Tennessee’s legislature passed its current 2-day waiting period law in 2015 in an effort to give an abortion-minded woman the opportunity to think about her decision free of pressure from the abortion clinic or doctor she initially consulted with. Fourteen states have similar laws, and the U.S. Supreme Court itself upheld abortion waiting period laws in the 1992 case, Planned Parenthood v. Casey.
In spite of the Casey precedent, a federal district court in Tennessee struck down the 2015 law last fall, and the 6th U.S. Circuit Court of Appeals recently refused to issue an order allowing the law to remain in effect while the parties pursued an appeal to that court. So, the state of Tennessee approached Justice Brett Kavanaugh with an emergency application asking the Supreme Court to step in and issue an order allowing the law to go back into effect while the parties litigate at the 6th Circuit.

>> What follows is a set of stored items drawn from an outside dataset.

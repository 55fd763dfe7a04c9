//! The immutable record set and the filter pipeline over it

use chrono::{Duration, NaiveDateTime};

use super::fields::NumericField;
use crate::app::models::Entry;

/// The immutable result of parsing one backup, sorted ascending by timestamp
#[derive(Debug, Clone, Default, PartialEq)]
pub struct RecordSet {
    entries: Vec<Entry>,
}

impl RecordSet {
    /// Create a record set, sorting the entries ascending by timestamp
    pub fn new(mut entries: Vec<Entry>) -> Self {
        entries.sort_by_key(|entry| entry.timestamp);
        Self { entries }
    }

    /// All entries in timestamp order
    pub fn entries(&self) -> &[Entry] {
        &self.entries
    }

    /// Number of entries
    pub fn len(&self) -> usize {
        self.entries.len()
    }

    /// Whether the record set is empty
    pub fn is_empty(&self) -> bool {
        self.entries.is_empty()
    }

    /// A fresh view over all entries
    pub fn view(&self) -> EntryView<'_> {
        EntryView {
            entries: self.entries.iter().collect(),
        }
    }
}

/// A filtered subset of a record set, preserving its order
///
/// Filters consume the view and return the narrowed one, so chains read
/// left-to-right and never touch the underlying record set. Taking a new
/// [`RecordSet::view`] is the reset operation.
#[derive(Debug, Clone, PartialEq)]
pub struct EntryView<'a> {
    entries: Vec<&'a Entry>,
}

impl<'a> EntryView<'a> {
    /// Build a view directly from entry references (grouping helper)
    pub(crate) fn from_refs(entries: Vec<&'a Entry>) -> Self {
        Self { entries }
    }

    /// Entries in this view, in record set order
    pub fn entries(&self) -> &[&'a Entry] {
        &self.entries
    }

    /// Iterate over the entries in this view
    pub fn iter(&self) -> impl DoubleEndedIterator<Item = &'a Entry> + '_ {
        self.entries.iter().copied()
    }

    /// Number of entries in this view
    pub fn len(&self) -> usize {
        self.entries.len()
    }

    /// Whether this view is empty
    pub fn is_empty(&self) -> bool {
        self.entries.is_empty()
    }

    /// All defined glucose values in this view, in order
    pub fn glucose_values(&self) -> Vec<f64> {
        self.iter()
            .filter_map(|entry| entry.glucose)
            .map(f64::from)
            .collect()
    }

    /// Retain entries whose `field` value lies in the half-open `[low, high)`
    ///
    /// Entries without a defined value for the field never match. An empty
    /// interval (`low >= high`) yields an empty view rather than an error.
    pub fn range(self, field: NumericField, low: f64, high: f64) -> Self {
        self.retain(|entry| {
            field
                .value(entry)
                .is_some_and(|value| value >= low && value < high)
        })
    }

    /// Retain entries that carry tags, or only untagged ones when inverted
    pub fn has_tags(self, invert: bool) -> Self {
        self.retain(|entry| entry.has_tags() != invert)
    }

    /// Retain entries carrying all of the given tags, or any when `match_any`
    pub fn with_tags(self, tags: &[&str], match_any: bool) -> Self {
        self.retain(|entry| {
            if match_any {
                tags.iter().any(|tag| entry.has_tag(tag))
            } else {
                tags.iter().all(|tag| entry.has_tag(tag))
            }
        })
    }

    /// Retain entries with non-empty comments
    pub fn has_comments(self) -> Self {
        self.retain(Entry::has_comments)
    }

    /// Retain entries with timestamp in the half-open `[low, high)`
    pub fn date_range(self, low: NaiveDateTime, high: NaiveDateTime) -> Self {
        self.retain(|entry| entry.timestamp >= low && entry.timestamp < high)
    }

    /// Retain entries from the most recent `days` days of this view
    ///
    /// The reference point is the view's own maximum timestamp, not the wall
    /// clock, so the operation is deterministic and works on historical
    /// backups. A window of zero or negative width contains nothing.
    pub fn last_days(self, days: i64) -> Self {
        let Some(latest) = self.entries.iter().map(|entry| entry.timestamp).max() else {
            return self;
        };

        let cutoff = latest - Duration::days(days);
        self.retain(|entry| entry.timestamp > cutoff)
    }

    fn retain(mut self, predicate: impl Fn(&Entry) -> bool) -> Self {
        self.entries.retain(|&entry| predicate(entry));
        self
    }
}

“Tennessee has now been unable to enforce its waiting period for over five months,” the application states. “And although fourteen other States have similar waiting-period laws that generally require two trips to an abortion provider, Tennessee is the only State in the Nation that cannot enforce its law because of a federal judicial decree. Tennessee respectfully requests that this Court immediately stay the district court’s judgment and injunction pending completion of further proceedings in the court of appeals and, if necessary, this Court.”
Justice Kavanaugh, who oversees emergency requests from litigants in the 6th Circuit, could decide the request himself, or as is more frequently done, refer it to the whole court for a decision. Whether the high court decides to grant or deny the request, the appeal will proceed at the 6th Circuit until that court rules, at which time the case could come back to the justices for a thorough review.
South Carolina recently passed a “heartbeat bill” prohibiting abortions after a preborn baby’s heartbeat can be detected, usually somewhere between six- and eight-weeks’ gestation. On March 19, Planned Parenthood was able to convince a federal judge to issue an injunction blocking the new law from taking effect.
On April 2, South Carolina Governor Henry McMaster and other government officials announced plans to appeal the injunction to the 4th U.S. Circuit Court of Appeals.
“We have appealed the federal court’s preliminary injunction against the Fetal Heartbeat Bill,” McMaster told ABC affiliate WNCT9. “No fight is more worthy of our time and energy than the fight to protect life in South Carolina.”
Heartbeat bills are generally considered to be a direct challenge to the Supreme Court’s abortion decisions in Roe v. Wade and Planned Parenthood v. Casey, which have been understood to severely restrict any state interest in prohibiting or regulating the abortion “right” prior to the viability of the preborn baby. “Viability” is generally understood to be between 24 and 28 weeks after the start of a woman’s last menstrual period, though babies have survived as young as 21 weeks.
All of the approximately one dozen heartbeat bills passed by state legislatures in the last few years have been blocked from going into effect by lower federal courts. It is hoped that by appealing one or more of these lower court rulings all the way to the Supreme Court, the justices will take a fresh look at Roe and Casey and overturn them as unconstitutional. Doing so would remove the courts as policymakers on the issue of abortion and send it back to the state legislatures and Congress to address.
Relatedly, the U.S. Supreme Court has delayed responding to a petition to address the constitutionality of Mississippi’s 15-week ban on abortion filed last June. No explanation has been provided by the high court for its continued silence in that case.